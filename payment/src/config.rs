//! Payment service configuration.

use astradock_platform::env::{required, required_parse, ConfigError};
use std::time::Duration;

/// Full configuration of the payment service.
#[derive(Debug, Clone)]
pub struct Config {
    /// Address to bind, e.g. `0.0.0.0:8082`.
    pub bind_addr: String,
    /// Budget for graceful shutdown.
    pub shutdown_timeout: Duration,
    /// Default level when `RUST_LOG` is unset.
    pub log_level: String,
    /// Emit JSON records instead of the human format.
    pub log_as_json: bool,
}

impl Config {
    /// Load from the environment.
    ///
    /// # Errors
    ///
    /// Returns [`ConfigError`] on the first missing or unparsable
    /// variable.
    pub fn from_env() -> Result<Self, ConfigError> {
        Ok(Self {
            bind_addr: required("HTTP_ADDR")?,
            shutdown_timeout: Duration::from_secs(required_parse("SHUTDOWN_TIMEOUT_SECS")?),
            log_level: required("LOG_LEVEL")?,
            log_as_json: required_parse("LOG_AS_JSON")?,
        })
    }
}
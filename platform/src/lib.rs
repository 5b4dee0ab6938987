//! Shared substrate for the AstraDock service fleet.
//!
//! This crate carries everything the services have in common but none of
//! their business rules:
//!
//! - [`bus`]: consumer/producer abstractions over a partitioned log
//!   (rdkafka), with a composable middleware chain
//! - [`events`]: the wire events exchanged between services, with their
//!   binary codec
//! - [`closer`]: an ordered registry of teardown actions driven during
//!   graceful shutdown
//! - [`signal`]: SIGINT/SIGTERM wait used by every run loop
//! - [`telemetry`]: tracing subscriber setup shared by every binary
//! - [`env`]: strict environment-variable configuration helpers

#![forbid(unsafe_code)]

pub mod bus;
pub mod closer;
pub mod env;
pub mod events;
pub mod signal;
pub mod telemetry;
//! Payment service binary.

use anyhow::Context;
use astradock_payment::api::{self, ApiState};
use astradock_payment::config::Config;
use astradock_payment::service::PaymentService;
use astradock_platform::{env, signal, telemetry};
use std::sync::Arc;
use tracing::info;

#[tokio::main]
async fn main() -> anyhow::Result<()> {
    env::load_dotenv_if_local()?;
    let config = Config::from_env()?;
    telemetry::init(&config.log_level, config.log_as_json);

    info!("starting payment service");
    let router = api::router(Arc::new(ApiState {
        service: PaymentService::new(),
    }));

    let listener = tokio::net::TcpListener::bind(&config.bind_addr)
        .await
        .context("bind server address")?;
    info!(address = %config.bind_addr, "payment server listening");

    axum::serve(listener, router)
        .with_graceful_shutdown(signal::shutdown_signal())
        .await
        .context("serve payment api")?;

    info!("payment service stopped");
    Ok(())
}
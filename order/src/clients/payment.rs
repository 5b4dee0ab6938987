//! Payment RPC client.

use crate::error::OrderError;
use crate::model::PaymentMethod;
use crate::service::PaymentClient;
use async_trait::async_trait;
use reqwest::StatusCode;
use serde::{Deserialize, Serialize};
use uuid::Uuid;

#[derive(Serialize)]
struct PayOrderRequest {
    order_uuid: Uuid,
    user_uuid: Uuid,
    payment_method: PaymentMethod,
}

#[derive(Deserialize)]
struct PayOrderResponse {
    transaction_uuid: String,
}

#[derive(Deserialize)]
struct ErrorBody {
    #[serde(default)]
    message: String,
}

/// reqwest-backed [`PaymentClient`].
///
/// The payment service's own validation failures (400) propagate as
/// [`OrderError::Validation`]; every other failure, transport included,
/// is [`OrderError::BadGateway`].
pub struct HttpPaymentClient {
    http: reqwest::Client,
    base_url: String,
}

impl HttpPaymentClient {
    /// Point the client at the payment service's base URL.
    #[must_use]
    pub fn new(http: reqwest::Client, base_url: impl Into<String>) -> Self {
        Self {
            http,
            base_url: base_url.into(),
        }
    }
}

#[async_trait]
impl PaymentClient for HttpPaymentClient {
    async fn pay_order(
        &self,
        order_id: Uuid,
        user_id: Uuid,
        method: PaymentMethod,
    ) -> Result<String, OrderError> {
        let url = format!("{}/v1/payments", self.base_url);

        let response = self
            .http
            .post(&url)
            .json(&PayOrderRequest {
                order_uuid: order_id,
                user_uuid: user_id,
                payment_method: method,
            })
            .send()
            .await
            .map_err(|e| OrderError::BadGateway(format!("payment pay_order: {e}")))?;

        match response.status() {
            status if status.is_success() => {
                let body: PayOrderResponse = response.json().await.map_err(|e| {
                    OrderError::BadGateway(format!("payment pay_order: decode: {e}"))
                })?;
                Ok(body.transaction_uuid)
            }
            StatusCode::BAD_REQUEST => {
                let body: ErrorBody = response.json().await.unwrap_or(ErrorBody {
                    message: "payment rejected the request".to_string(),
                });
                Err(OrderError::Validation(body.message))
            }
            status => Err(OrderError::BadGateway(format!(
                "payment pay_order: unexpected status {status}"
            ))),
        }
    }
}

Work item:
For each record above, output it exactly as written.

Worked solution:
filename payment/src/config.rs
//! Payment service configuration.

use astradock_platform::env::{required, required_parse, ConfigError};
use std::time::Duration;

/// Full configuration of the payment service.
#[derive(Debug, Clone)]
pub struct Config {
    /// Address to bind, e.g. `0.0.0.0:8082`.
    pub bind_addr: String,
    /// Budget for graceful shutdown.
    pub shutdown_timeout: Duration,
    /// Default level when `RUST_LOG` is unset.
    pub log_level: String,
    /// Emit JSON records instead of the human format.
    pub log_as_json: bool,
}

impl Config {
    /// Load from the environment.
    ///
    /// # Errors
    ///
    /// Returns [`ConfigError`] on the first missing or unparsable
    /// variable.
    pub fn from_env() -> Result<Self, ConfigError> {
        Ok(Self {
            bind_addr: required("HTTP_ADDR")?,
            shutdown_timeout: Duration::from_secs(required_parse("SHUTDOWN_TIMEOUT_SECS")?),
            log_level: required("LOG_LEVEL")?,
            log_as_json: required_parse("LOG_AS_JSON")?,
        })
    }
}
filename platform/src/lib.rs
repository 5b4dee0ab6938987
//! Shared substrate for the AstraDock service fleet.
//!
//! This crate carries everything the services have in common but none of
//! their business rules:
//!
//! - [`bus`]: consumer/producer abstractions over a partitioned log
//!   (rdkafka), with a composable middleware chain
//! - [`events`]: the wire events exchanged between services, with their
//!   binary codec
//! - [`closer`]: an ordered registry of teardown actions driven during
//!   graceful shutdown
//! - [`signal`]: SIGINT/SIGTERM wait used by every run loop
//! - [`telemetry`]: tracing subscriber setup shared by every binary
//! - [`env`]: strict environment-variable configuration helpers

#![forbid(unsafe_code)]

pub mod bus;
pub mod closer;
pub mod env;
pub mod events;
pub mod signal;
pub mod telemetry;
//! Payment service binary.

use anyhow::Context;
use astradock_payment::api::{self, ApiState};
use astradock_payment::config::Config;
use astradock_payment::service::PaymentService;
use astradock_platform::{env, signal, telemetry};
use std::sync::Arc;
use tracing::info;

#[tokio::main]
async fn main() -> anyhow::Result<()> {
    env::load_dotenv_if_local()?;
    let config = Config::from_env()?;
    telemetry::init(&config.log_level, config.log_as_json);

    info!("starting payment service");
    let router = api::router(Arc::new(ApiState {
        service: PaymentService::new(),
    }));

    let listener = tokio::net::TcpListener::bind(&config.bind_addr)
        .await
        .context("bind server address")?;
    info!(address = %config.bind_addr, "payment server listening");

    axum::serve(listener, router)
        .with_graceful_shutdown(signal::shutdown_signal())
        .await
        .context("serve payment api")?;

    info!("payment service stopped");
    Ok(())
}
filename order/src/clients/payment.rs
repository 5b4dee0ab6938987
//! Payment RPC client.

use crate::error::OrderError;
use crate::model::PaymentMethod;
use crate::service::PaymentClient;
use async_trait::async_trait;
use reqwest::StatusCode;
use serde::{Deserialize, Serialize};
use uuid::Uuid;

#[derive(Serialize)]
struct PayOrderRequest {
    order_uuid: Uuid,
    user_uuid: Uuid,
    payment_method: PaymentMethod,
}

#[derive(Deserialize)]
struct PayOrderResponse {
    transaction_uuid: String,
}

#[derive(Deserialize)]
struct ErrorBody {
    #[serde(default)]
    message: String,
}

/// reqwest-backed [`PaymentClient`].
///
/// The payment service's own validation failures (400) propagate as
/// [`OrderError::Validation`]; every other failure, transport included,
/// is [`OrderError::BadGateway`].
pub struct HttpPaymentClient {
    http: reqwest::Client,
    base_url: String,
}

impl HttpPaymentClient {
    /// Point the client at the payment service's base URL.
    #[must_use]
    pub fn new(http: reqwest::Client, base_url: impl Into<String>) -> Self {
        Self {
            http,
            base_url: base_url.into(),
        }
    }
}

#[async_trait]
impl PaymentClient for HttpPaymentClient {
    async fn pay_order(
        &self,
        order_id: Uuid,
        user_id: Uuid,
        method: PaymentMethod,
    ) -> Result<String, OrderError> {
        let url = format!("{}/v1/payments", self.base_url);

        let response = self
            .http
            .post(&url)
            .json(&PayOrderRequest {
                order_uuid: order_id,
                user_uuid: user_id,
                payment_method: method,
            })
            .send()
            .await
            .map_err(|e| OrderError::BadGateway(format!("payment pay_order: {e}")))?;

        match response.status() {
            status if status.is_success() => {
                let body: PayOrderResponse = response.json().await.map_err(|e| {
                    OrderError::BadGateway(format!("payment pay_order: decode: {e}"))
                })?;
                Ok(body.transaction_uuid)
            }
            StatusCode::BAD_REQUEST => {
                let body: ErrorBody = response.json().await.unwrap_or(ErrorBody {
                    message: "payment rejected the request".to_string(),
                });
                Err(OrderError::Validation(body.message))
            }
            status => Err(OrderError::BadGateway(format!(
                "payment pay_order: unexpected status {status}"
            ))),
        }
    }
}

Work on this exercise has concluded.